I am looking for a full-time preschool for DD at the moment just so I can fantasize about the possibility that someone else has to deal with her oppositional behaviors instead of me.
I hope she grows out of this stage sooner than later because if she doesn't then we'll need to find a boarding school for her.
Meanwhile, I need to keep calm and:
do yoga
knit on
meditate
lock myself in the bathroom and cry before I really lose it
I know my DD needs to be able to count on me being an unflappable rock in her life and I'm trying. I can feel in my gut that how we handle her right now would affect her personality development greatly but it's so hard when they seem to be 3, 6, and 13 all at the same time.
Actually, I don't think she really needs an unflappable rock, just a human parent who loves her.
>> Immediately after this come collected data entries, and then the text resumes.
//! Waterfall Effect
//!
//! Falling particles with wobble, floor ripples, sway streams and a mist
//! overlay. The simulation is plain data; `render` paints it and
//! `component` wires it to a canvas element.

mod component;
mod config;
mod particle;
mod render;
mod simulation;

pub use component::WaterfallCanvas;
pub use config::{Span, StreamStyle, WaterfallConfig};
pub use particle::{Particle, Ripple, SPAWN_BAND};
pub use render::paint_frame;
pub use simulation::WaterfallSim;
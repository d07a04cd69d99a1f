//! Notification delivery
//!
//! Payload shaping per webhook format, per-channel delivery with retry, and
//! fan-out routing across a rule's channels.

mod channel;
mod payload;
mod router;
mod terminal;
mod transport;

pub use channel::{AttemptSink, ChannelAdapter, DeliveryPolicy, SendOutcome};
pub use payload::{AlertPayload, NotificationKind};
pub use router::{DispatchResult, NotificationRouter};
pub use terminal::TerminalNotifier;
pub use transport::{ChannelTransport, HttpTransport};
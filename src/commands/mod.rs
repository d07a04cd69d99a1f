//! Command handlers
//!
//! Each command handler orchestrates the execution of a CLI command.

pub mod check;
pub mod init;
pub mod rules;
pub mod run;

pub use check::run_check;
pub use init::run_init;
pub use rules::run_rules;
pub use run::run_engine;

use crate::alerts::{AlertRuleConfig, RuleSet};
use crate::config::{Config, ConfigBuilder};
use crate::error::Result;
use std::path::{Path, PathBuf};

/// Configuration together with the file it was read from
#[derive(Debug, Clone)]
pub struct LoadedConfig {
    pub config: Config,
    pub source: Option<PathBuf>,
}

impl LoadedConfig {
    /// Load from `path` or the default locations, applying CLI overrides
    pub fn load(path: Option<&Path>, verbose: bool, interval: Option<u64>) -> Result<Self> {
        let (config, source) = ConfigBuilder::new()
            .with_file(path)?
            .with_verbose(verbose.then_some(true))
            .with_interval(interval)
            .build_with_source();

        Ok(Self { config, source })
    }

    /// Where the configuration came from, for display
    pub fn source_label(&self) -> String {
        match &self.source {
            Some(path) => path.display().to_string(),
            None => "built-in defaults".to_string(),
        }
    }

    /// Separate rule file, resolved against the config file's directory
    pub fn rules_path(&self) -> Option<PathBuf> {
        let rules_file = self.config.general.rules_file.as_ref()?;
        if rules_file.is_absolute() {
            return Some(rules_file.clone());
        }

        let base = self.source.as_deref().and_then(Path::parent);
        Some(match base {
            Some(dir) => dir.join(rules_file),
            None => rules_file.clone(),
        })
    }

    /// Rule definitions in effect, including disabled ones
    pub fn rule_configs(&self) -> Result<(String, Vec<AlertRuleConfig>)> {
        match self.rules_path() {
            Some(path) => {
                let set = RuleSet::load(&path)?;
                Ok((path.display().to_string(), set.rules))
            }
            None => Ok((self.source_label(), self.config.rules.clone())),
        }
    }
}
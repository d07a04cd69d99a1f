//! Mock implementations for testing
//!
//! Provides scripted transports, recording sinks and handlers, and a rule
//! store that is always unavailable.

use crate::alerts::RuleStore;
use crate::bus::{Event, EventHandler};
use crate::domain::{next_attempt_index, AlertRule, NotificationAttempt};
use crate::error::{HandlerError, StoreError, TransportError};
use crate::notify::{AttemptSink, ChannelTransport};
use async_trait::async_trait;
use serde_json::Value;
use std::collections::{BTreeMap, HashMap, VecDeque};
use std::sync::{Arc, Mutex};
use std::time::Duration;
use tokio::sync::mpsc;

/// One recorded transport call
#[derive(Debug, Clone)]
pub struct TransportCall {
    pub endpoint: String,
    pub payload: Value,
    pub headers: BTreeMap<String, String>,
    pub at: tokio::time::Instant,
}

#[derive(Debug)]
enum Behavior {
    Script(VecDeque<Result<u16, TransportError>>),
    Hang,
    Panic,
}

enum Action {
    Respond(Result<u16, TransportError>),
    Hang,
    Panic,
}

/// Transport answering from per-endpoint scripts
///
/// Unscripted endpoints, and scripts that ran out, answer 200.
#[derive(Debug, Default)]
pub struct MockTransport {
    behaviors: Mutex<HashMap<String, Behavior>>,
    calls: Mutex<Vec<TransportCall>>,
}

impl MockTransport {
    /// Create a transport that accepts everything
    pub fn new() -> Self {
        Self::default()
    }

    /// Answer `endpoint` with `responses` in order
    pub fn script(self, endpoint: &str, responses: Vec<Result<u16, TransportError>>) -> Self {
        self.set(endpoint, Behavior::Script(responses.into()))
    }

    /// Never answer `endpoint`
    pub fn hang(self, endpoint: &str) -> Self {
        self.set(endpoint, Behavior::Hang)
    }

    /// Panic when sending to `endpoint`
    pub fn panic_on(self, endpoint: &str) -> Self {
        self.set(endpoint, Behavior::Panic)
    }

    fn set(self, endpoint: &str, behavior: Behavior) -> Self {
        self.behaviors
            .lock()
            .unwrap()
            .insert(endpoint.to_string(), behavior);
        self
    }

    /// Calls made so far
    pub fn calls(&self) -> Vec<TransportCall> {
        self.calls.lock().unwrap().clone()
    }

    /// Number of calls made so far
    pub fn call_count(&self) -> usize {
        self.calls.lock().unwrap().len()
    }
}

#[async_trait]
impl ChannelTransport for MockTransport {
    async fn send(
        &self,
        endpoint: &str,
        payload: &Value,
        headers: &BTreeMap<String, String>,
        _timeout: Duration,
    ) -> Result<u16, TransportError> {
        self.calls.lock().unwrap().push(TransportCall {
            endpoint: endpoint.to_string(),
            payload: payload.clone(),
            headers: headers.clone(),
            at: tokio::time::Instant::now(),
        });

        let action = match self.behaviors.lock().unwrap().get_mut(endpoint) {
            None => Action::Respond(Ok(200)),
            Some(Behavior::Script(responses)) => Action::Respond(responses.pop_front().unwrap_or(Ok(200))),
            Some(Behavior::Hang) => Action::Hang,
            Some(Behavior::Panic) => Action::Panic,
        };

        match action {
            Action::Respond(result) => result,
            Action::Hang => std::future::pending().await,
            Action::Panic => panic!("mock transport panic for {}", endpoint),
        }
    }
}

/// Attempt sink that keeps every record
#[derive(Debug, Default)]
pub struct MockSink {
    attempts: Mutex<Vec<(String, NotificationAttempt)>>,
}

impl MockSink {
    /// Create an empty sink
    pub fn new() -> Self {
        Self::default()
    }

    /// Recorded `(alert_id, attempt)` pairs in arrival order
    pub fn attempts(&self) -> Vec<(String, NotificationAttempt)> {
        self.attempts.lock().unwrap().clone()
    }
}

impl AttemptSink for MockSink {
    fn record(&self, alert_id: &str, mut attempt: NotificationAttempt) -> NotificationAttempt {
        let mut attempts = self.attempts.lock().unwrap();
        attempt.attempt = next_attempt_index(
            attempts
                .iter()
                .filter(|(id, _)| id == alert_id)
                .map(|(_, a)| (a.channel.as_str(), a.attempt)),
            &attempt.channel,
        );
        attempts.push((alert_id.to_string(), attempt.clone()));
        attempt
    }
}

/// Bus handler forwarding every event to a channel
pub struct RecordingHandler {
    name: String,
    tx: mpsc::UnboundedSender<Event>,
}

impl RecordingHandler {
    /// Create a handler and the receiver of its events
    pub fn new(name: &str) -> (Arc<Self>, mpsc::UnboundedReceiver<Event>) {
        let (tx, rx) = mpsc::unbounded_channel();
        let handler = Arc::new(Self {
            name: name.to_string(),
            tx,
        });
        (handler, rx)
    }
}

#[async_trait]
impl EventHandler for RecordingHandler {
    fn name(&self) -> &str {
        &self.name
    }

    async fn handle(&self, event: &Event) -> Result<(), HandlerError> {
        self.tx
            .send(event.clone())
            .map_err(|e| HandlerError::new(&self.name, e.to_string()))
    }
}

/// Rule store that is always unavailable
#[derive(Debug, Default)]
pub struct FailingRuleStore;

#[async_trait]
impl RuleStore for FailingRuleStore {
    async fn list(&self) -> Result<Vec<AlertRule>, StoreError> {
        Err(StoreError::Unavailable("mock store offline".to_string()))
    }
}
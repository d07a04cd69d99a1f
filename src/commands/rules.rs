//! Rules command implementation
//!
//! Lists the alert rules `run` would load.

use super::LoadedConfig;
use crate::cli::args::OutputFormat;
use crate::cli::output::{print_output, RuleEntry, RuleList};
use crate::error::Result;

/// Execute the rules command
pub fn run_rules(loaded: &LoadedConfig, format: OutputFormat) -> Result<()> {
    let (source, configs) = loaded.rule_configs()?;

    let rules = configs
        .iter()
        .map(|config| config.to_alert_rule().map(|rule| RuleEntry::from(&rule)))
        .collect::<std::result::Result<Vec<_>, _>>()?;

    print_output(&RuleList { source, rules }, format)?;
    Ok(())
}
I struggle with this a lot. I am trying to convince myself it is okay for my son to see me struggle and get frustrated by his behavior. I do my best not to blow my top. I try to tell myself that I am modeling for him how to deal with challenges related to those we love... I want him to understand that personal attacks are never ok, that adults don't respond physically, and that it is important sometimes to breathe and calm down before responding. When he is a teen, I am desperately hoping he doesn't hide from me when he is upset with me -- even though there are many times I really just want to hide in the bathroom...
I think all of us here are just trying to do our best and love our kids deeply. I think it is ok for them to see a little that emotions are another of life's challenges, especially with loved ones...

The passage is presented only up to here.